The IDF offensive in Lebanon enjoys near-consensus support. Not only are the government and military leadership fully behind it, but so are Naftali Bennett and Gadi Eisenkot, the two leading opposition-bloc contenders for prime minister. In the posts they publish every day, they criticize the government for not doing more. In their view, the government is too restrained, too mindful of American dictates. The IDF should be given a free hand, they argue — move farther north, even into Beirut.
They are not alone. Channel 12, Israel’s dominant television network, seems eager to see Beirut burn. A day when smoke rises over Kiryat Shmona but not over Beirut is treated as an affront to national honor, a day of defeat.

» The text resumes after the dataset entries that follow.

//! Replay of recorded sample streams.
//!
//! One sample per line as `counter,eeg0,eeg1,ecg`. Blank lines and lines
//! starting with `#` are skipped; malformed lines are reported and skipped.

use crate::collector::types::Sample;
use crate::error::PipelineError;
use std::fs::File;
use std::io::{BufRead, BufReader};
use std::path::Path;
use tracing::warn;

/// Iterator over the samples of a recording.
pub struct ReplaySource<R> {
    lines: std::io::Lines<R>,
    line_no: usize,
    skipped: usize,
}

impl ReplaySource<BufReader<File>> {
    pub fn open(path: &Path) -> Result<Self, PipelineError> {
        let file = File::open(path)?;
        Ok(Self::new(BufReader::new(file)))
    }
}

impl<R: BufRead> ReplaySource<R> {
    pub fn new(reader: R) -> Self {
        Self {
            lines: reader.lines(),
            line_no: 0,
            skipped: 0,
        }
    }

    /// Malformed lines skipped so far.
    pub fn skipped(&self) -> usize {
        self.skipped
    }
}

impl<R: BufRead> Iterator for ReplaySource<R> {
    type Item = Sample;

    fn next(&mut self) -> Option<Sample> {
        loop {
            let line = match self.lines.next()? {
                Ok(line) => line,
                Err(e) => {
                    warn!(line = self.line_no + 1, error = %e, "replay read failed");
                    return None;
                }
            };
            self.line_no += 1;

            let trimmed = line.trim();
            if trimmed.is_empty() || trimmed.starts_with('#') {
                continue;
            }

            match Sample::parse_line(trimmed) {
                Ok(sample) => return Some(sample),
                Err(e) => {
                    self.skipped += 1;
                    warn!(line = self.line_no, error = %e, "skipping malformed sample");
                }
            }
        }
    }
}
//! Biostream Agent - real-time EEG/ECG indicators from a wearable stream.
//!
//! This library turns a 500 Hz stream of `(counter, eeg0, eeg1, ecg)`
//! samples into band-power composition per hemisphere, heart rate, HRV
//! statistics, a debounced affective state and an end-of-session summary.
//!
//! # Architecture
//!
//! ```text
//! ┌──────────────────────────────────────────────────────────────────┐
//! │                          Biostream Agent                         │
//! ├──────────────────────────────────────────────────────────────────┤
//! │  ┌───────────┐   ┌──────────────────────────────────────────┐    │
//! │  │ Collector │──▶│ Orchestrator (loss detector, windows,    │    │
//! │  │ (replay / │   │ BPM filter, debouncer, session)          │    │
//! │  │ synthetic)│   └──────┬─────────────┬─────────────┬───────┘    │
//! │  └───────────┘          ▼             ▼             ▲            │
//! │                  ┌───────────┐  ┌───────────┐  ┌───────────┐     │
//! │                  │ Spectral  │  │  Cardiac  │─▶│Classifier │     │
//! │                  │  worker   │  │  worker   │  │  worker   │     │
//! │                  └───────────┘  └───────────┘  └───────────┘     │
//! │                                                                  │
//! │  ┌───────────┐                          ┌──────────────────┐     │
//! │  │ Pipeline  │                          │  Session report  │     │
//! │  │    Log    │                          │                  │     │
//! │  └───────────┘                          └──────────────────┘     │
//! └──────────────────────────────────────────────────────────────────┘
//! ```
//!
//! # Example
//!
//! ```no_run
//! use biostream_agent::collector::{SyntheticConfig, SyntheticSource};
//! use biostream_agent::runtime::{Orchestrator, SampleClock};
//! use biostream_agent::{telemetry, Config};
//! use chrono::Utc;
//!
//! let start = Utc::now();
//! let mut orchestrator = Orchestrator::new(Config::default(), telemetry::create_shared_log());
//! orchestrator.connect(start).expect("failed to spawn workers");
//!
//! let mut clock = SampleClock::new(start, 500.0);
//! let source = SyntheticSource::new(SyntheticConfig {
//!     total_samples: Some(5_000),
//!     ..Default::default()
//! });
//! for sample in source {
//!     orchestrator.handle_sample(sample, clock.tick()).expect("pipeline stopped");
//! }
//! for event in orchestrator.take_events() {
//!     println!("{}", event.name());
//! }
//! ```

pub mod collector;
pub mod config;
pub mod core;
pub mod error;
pub mod runtime;
pub mod telemetry;

// Re-export key types at crate root for convenience
pub use collector::{Collector, CollectorConfig, Sample};
pub use config::{Config, ConfigError};
pub use core::{ReportBuilder, SessionReport, SessionSummary, State, StateClassifier};
pub use error::PipelineError;
pub use runtime::{Orchestrator, PipelineEvent, SampleClock};
pub use telemetry::{PipelineLog, PipelineStats, SharedPipelineLog};

/// Library version.
pub const VERSION: &str = env!("CARGO_PKG_VERSION");
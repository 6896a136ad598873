//! Single-threaded owner of the pipeline state.
//!
//! The orchestrator holds the loss detector, the rolling windows, the BPM
//! display filter, the debouncer and the session aggregator. It talks to the
//! spectral, cardiac and classifier workers only through their queues and
//! never blocks on them: requests are submitted without waiting and results
//! are picked up by [`Orchestrator::poll`].

use crate::collector::Sample;
use crate::config::Config;
use crate::core::cardiac::{
    BpmDisplayFilter, CardiacExtractor, CardiacRequest, CardiacResponse, EcgWindow,
};
use crate::core::ingest::LossDetector;
use crate::core::session::{SessionAggregator, SessionGoal, SessionLength, SessionSummary};
use crate::core::spectral::{
    BandPowerEngine, BandPowerFrame, EegWindow, Goal, SpectralRequest, SpectralResponse,
};
use crate::core::state::{Debouncer, HrvRuleClassifier, State, StateClassifier, StateEvent};
use crate::error::PipelineError;
use crate::runtime::worker::Worker;
use crate::telemetry::SharedPipelineLog;
use chrono::{DateTime, Duration, Utc};
use serde::Serialize;
use std::time::Instant;
use tracing::{debug, info, warn};

/// Builds a fresh classifier for every connection.
pub type ClassifierFactory = Box<dyn Fn() -> Box<dyn StateClassifier> + Send>;

/// Everything the pipeline reports to its consumer.
#[derive(Debug, Clone, PartialEq, Serialize)]
#[serde(tag = "event", rename_all = "snake_case")]
pub enum PipelineEvent {
    SampleLoss {
        timestamp: DateTime<Utc>,
        previous: u64,
        counter: u64,
        /// `None` when the gap size cannot be determined
        missing: Option<u64>,
    },
    BandPower {
        timestamp: DateTime<Utc>,
        left: BandPowerFrame,
        right: BandPowerFrame,
        goal: Goal,
        goal_score: f64,
    },
    Cardiac {
        timestamp: DateTime<Utc>,
        displayed_bpm: Option<f64>,
        stats: CardiacResponse,
    },
    RawState {
        timestamp: DateTime<Utc>,
        state: State,
    },
    DisplayState {
        timestamp: DateTime<Utc>,
        state: State,
    },
    SessionStarted {
        timestamp: DateTime<Utc>,
        minutes: u64,
        goal: SessionGoal,
    },
    SessionSummary {
        summary: Box<SessionSummary>,
    },
    SessionEmpty {
        timestamp: DateTime<Utc>,
    },
}

impl PipelineEvent {
    pub fn name(&self) -> &'static str {
        match self {
            PipelineEvent::SampleLoss { .. } => "sample_loss",
            PipelineEvent::BandPower { .. } => "band_power",
            PipelineEvent::Cardiac { .. } => "cardiac",
            PipelineEvent::RawState { .. } => "raw_state",
            PipelineEvent::DisplayState { .. } => "display_state",
            PipelineEvent::SessionStarted { .. } => "session_started",
            PipelineEvent::SessionSummary { .. } => "session_summary",
            PipelineEvent::SessionEmpty { .. } => "session_empty",
        }
    }
}
//! Affective state classification and display debouncing.
//!
//! Every HRV batch is classified into a raw [`State`]. Raw states change
//! second to second, so the [`Debouncer`] turns them into a display state
//! that is a majority vote over the last few seconds and changes at most
//! once per interval.

use chrono::{DateTime, Duration, Utc};
use serde::{Deserialize, Serialize};
use std::collections::VecDeque;
use std::fmt;

/// Affective / mental state.
#[derive(Debug, Clone, Copy, PartialEq, Eq, Hash, Serialize, Deserialize)]
#[serde(rename_all = "snake_case")]
pub enum State {
    Stressed,
    Relaxed,
    Happy,
    Focused,
    Neutral,
    MildStress,
    NoData,
}

impl State {
    pub const ALL: [State; 7] = [
        State::Stressed,
        State::Relaxed,
        State::Happy,
        State::Focused,
        State::Neutral,
        State::MildStress,
        State::NoData,
    ];

    pub fn as_str(&self) -> &'static str {
        match self {
            State::Stressed => "stressed",
            State::Relaxed => "relaxed",
            State::Happy => "happy",
            State::Focused => "focused",
            State::Neutral => "neutral",
            State::MildStress => "mild_stress",
            State::NoData => "no_data",
        }
    }
}

impl fmt::Display for State {
    fn fmt(&self, f: &mut fmt::Formatter<'_>) -> fmt::Result {
        f.write_str(self.as_str())
    }
}

/// Maps an HRV triple to a state.
pub trait StateClassifier: Send {
    fn classify(&self, sdnn: f64, rmssd: f64, pnn50: f64) -> State;
}

impl<F> StateClassifier for F
where
    F: Fn(f64, f64, f64) -> State + Send,
{
    fn classify(&self, sdnn: f64, rmssd: f64, pnn50: f64) -> State {
        self(sdnn, rmssd, pnn50)
    }
}

/// Threshold rules over short-term HRV.
///
/// Low vagal tone (small RMSSD and SDNN) reads as stress, high RMSSD with
/// many large successive differences as relaxation.
#[derive(Debug, Clone, Copy, PartialEq, Serialize, Deserialize)]
pub struct HrvRuleClassifier {
    pub stressed_rmssd: f64,
    pub stressed_sdnn: f64,
    pub mild_stress_rmssd: f64,
    pub relaxed_rmssd: f64,
    pub relaxed_pnn50: f64,
    pub happy_rmssd: f64,
    pub happy_pnn50: f64,
    pub focused_sdnn: (f64, f64),
    pub focused_pnn50: f64,
}

impl Default for HrvRuleClassifier {
    fn default() -> Self {
        Self {
            stressed_rmssd: 20.0,
            stressed_sdnn: 30.0,
            mild_stress_rmssd: 30.0,
            relaxed_rmssd: 60.0,
            relaxed_pnn50: 30.0,
            happy_rmssd: 45.0,
            happy_pnn50: 20.0,
            focused_sdnn: (40.0, 60.0),
            focused_pnn50: 20.0,
        }
    }
}

impl StateClassifier for HrvRuleClassifier {
    fn classify(&self, sdnn: f64, rmssd: f64, pnn50: f64) -> State {
        if !(sdnn.is_finite() && rmssd.is_finite() && pnn50.is_finite()) {
            return State::NoData;
        }
        if sdnn <= 0.0 && rmssd <= 0.0 {
            return State::NoData;
        }
        if rmssd < self.stressed_rmssd && sdnn < self.stressed_sdnn {
            return State::Stressed;
        }
        if rmssd < self.mild_stress_rmssd {
            return State::MildStress;
        }
        if rmssd > self.relaxed_rmssd && pnn50 > self.relaxed_pnn50 {
            return State::Relaxed;
        }
        if rmssd > self.happy_rmssd && pnn50 > self.happy_pnn50 {
            return State::Happy;
        }
        let (low, high) = self.focused_sdnn;
        if (low..=high).contains(&sdnn) && pnn50 < self.focused_pnn50 {
            return State::Focused;
        }
        State::Neutral
    }
}

/// A classified state stamped with its arrival time.
#[derive(Debug, Clone, Copy, PartialEq, Eq, Serialize, Deserialize)]
pub struct StateEvent {
    pub raw_state: State,
    pub timestamp: DateTime<Utc>,
}

/// Majority-vote debouncer with a connection grace period.
#[derive(Debug, Clone)]
pub struct Debouncer {
    interval: Duration,
    connection_start: DateTime<Utc>,
    last_update: DateTime<Utc>,
    window: VecDeque<StateEvent>,
    display: State,
}

impl Debouncer {
    /// Create a debouncer whose grace period starts at `now`.
    pub fn new(interval: Duration, now: DateTime<Utc>) -> Self {
        Self {
            interval,
            connection_start: now,
            last_update: now,
            window: VecDeque::new(),
            display: State::NoData,
        }
    }

    /// Restart as on connect or disconnect.
    pub fn reset(&mut self, now: DateTime<Utc>) {
        self.connection_start = now;
        self.last_update = now;
        self.window.clear();
        self.display = State::NoData;
    }

    /// Record a raw state and re-evaluate. Returns the new display state if
    /// it changed.
    pub fn observe(&mut self, event: StateEvent, now: DateTime<Utc>) -> Option<State> {
        self.window.push_back(event);
        self.evaluate(now)
    }

    /// Re-evaluate on a timer tick.
    pub fn tick(&mut self, now: DateTime<Utc>) -> Option<State> {
        self.evaluate(now)
    }

    fn evaluate(&mut self, now: DateTime<Utc>) -> Option<State> {
        let cutoff = now - self.interval;
        while self.window.front().is_some_and(|e| e.timestamp < cutoff) {
            self.window.pop_front();
        }

        let previous = self.display;
        if now - self.connection_start < self.interval {
            self.display = State::NoData;
        } else if now - self.last_update >= self.interval {
            if let Some(mode) = mode(self.window.iter().map(|e| e.raw_state)) {
                self.display = mode;
                self.last_update = now;
            }
        }

        (self.display != previous).then_some(self.display)
    }

    pub fn display(&self) -> State {
        self.display
    }

    /// Raw states currently inside the vote window.
    pub fn window_len(&self) -> usize {
        self.window.len()
    }
}

/// Most frequent state; ties go to the state encountered first.
pub fn mode<I>(states: I) -> Option<State>
where
    I: IntoIterator<Item = State>,
{
    let mut counts: Vec<(State, usize)> = Vec::new();
    for state in states {
        match counts.iter_mut().find(|(s, _)| *s == state) {
            Some((_, n)) => *n += 1,
            None => counts.push((state, 1)),
        }
    }

    let mut best: Option<(State, usize)> = None;
    for (state, n) in counts {
        if best.map_or(true, |(_, b)| n > b) {
            best = Some((state, n));
        }
    }
    best.map(|(state, _)| state)
}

I am not convinced this patriotic fervor stems solely from a deep analysis of strategic options. It is entirely possible that Bennett and Eisenkot are pushing for an expanded war because they believe that is what a certain segment of voters wants to hear. It is also possible that they are afraid: utter a single word of criticism about the offensive in Lebanon and they will be branded traitors, cowards or, worse, leftists. A similar message emerges from television broadcasts. We have one national campfire and everyone wants to bask in its glow.
Beaufort is a parable. The Crusader fortress perched on the Ali al-Taher ridge is not Masada, nor is it Iwo Jima. The ridge as a whole has some military significance because it overlooks communities in the Galilee Panhandle. That was true in 1982. It is less true in 2026. UAVs and drones can reach their targets without guidance from an observer on a mountaintop. What remains is the name, the symbol. It belongs to the world of marketing, not the world of warfare.
The original plan for the offensive in Lebanon did not include Beaufort or the Litani. The army was drawn there by the difficulty of dealing with the drone threat and by public pressure. It is hard to see how seizing additional territory in Lebanon advances a solution to the problem of drones and UAVs. It is easier to see how it could lead to a prolonged deployment with mounting casualties.
Bennett, who views the territory captured in Lebanon as a welcome temporary asset for future negotiations, forgets how difficult it has been for Israeli prime ministers to relinquish territory once it has been taken.
In different times, the military might have weighed an expanded campaign against the unreasonable burden placed on reservists and the erosion of the fighting force’s capabilities. Today, however, any such statement would place the chief of staff before a firing squad on social media.
War is a serious matter. It must not be left in the hands of the poison machine.